- _TASK INSTRUCTIONS_:
Repeat exactly, and only, the lines from the line containing "pub version: &'static" through the last line of the records below, including both.

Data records
------------------------------------
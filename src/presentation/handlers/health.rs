use serde::Serialize;

use crate::presentation::envelope::ResponseEnvelope;

#[derive(Serialize)]
pub struct HealthResponse {
    pub status: &'static str,
    pub version: &'static str,
}

pub async fn health_handler() -> ResponseEnvelope {
    ResponseEnvelope::ok(&HealthResponse {
        status: "healthy",
        version: env!("CARGO_PKG_VERSION"),
    })
}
------------------------------------
- _RESPONSE TO THE EXERCISE_:
    pub version: &'static str,
}

pub async fn health_handler() -> ResponseEnvelope {
    ResponseEnvelope::ok(&HealthResponse {
        status: "healthy",
        version: env!("CARGO_PKG_VERSION"),
    })
}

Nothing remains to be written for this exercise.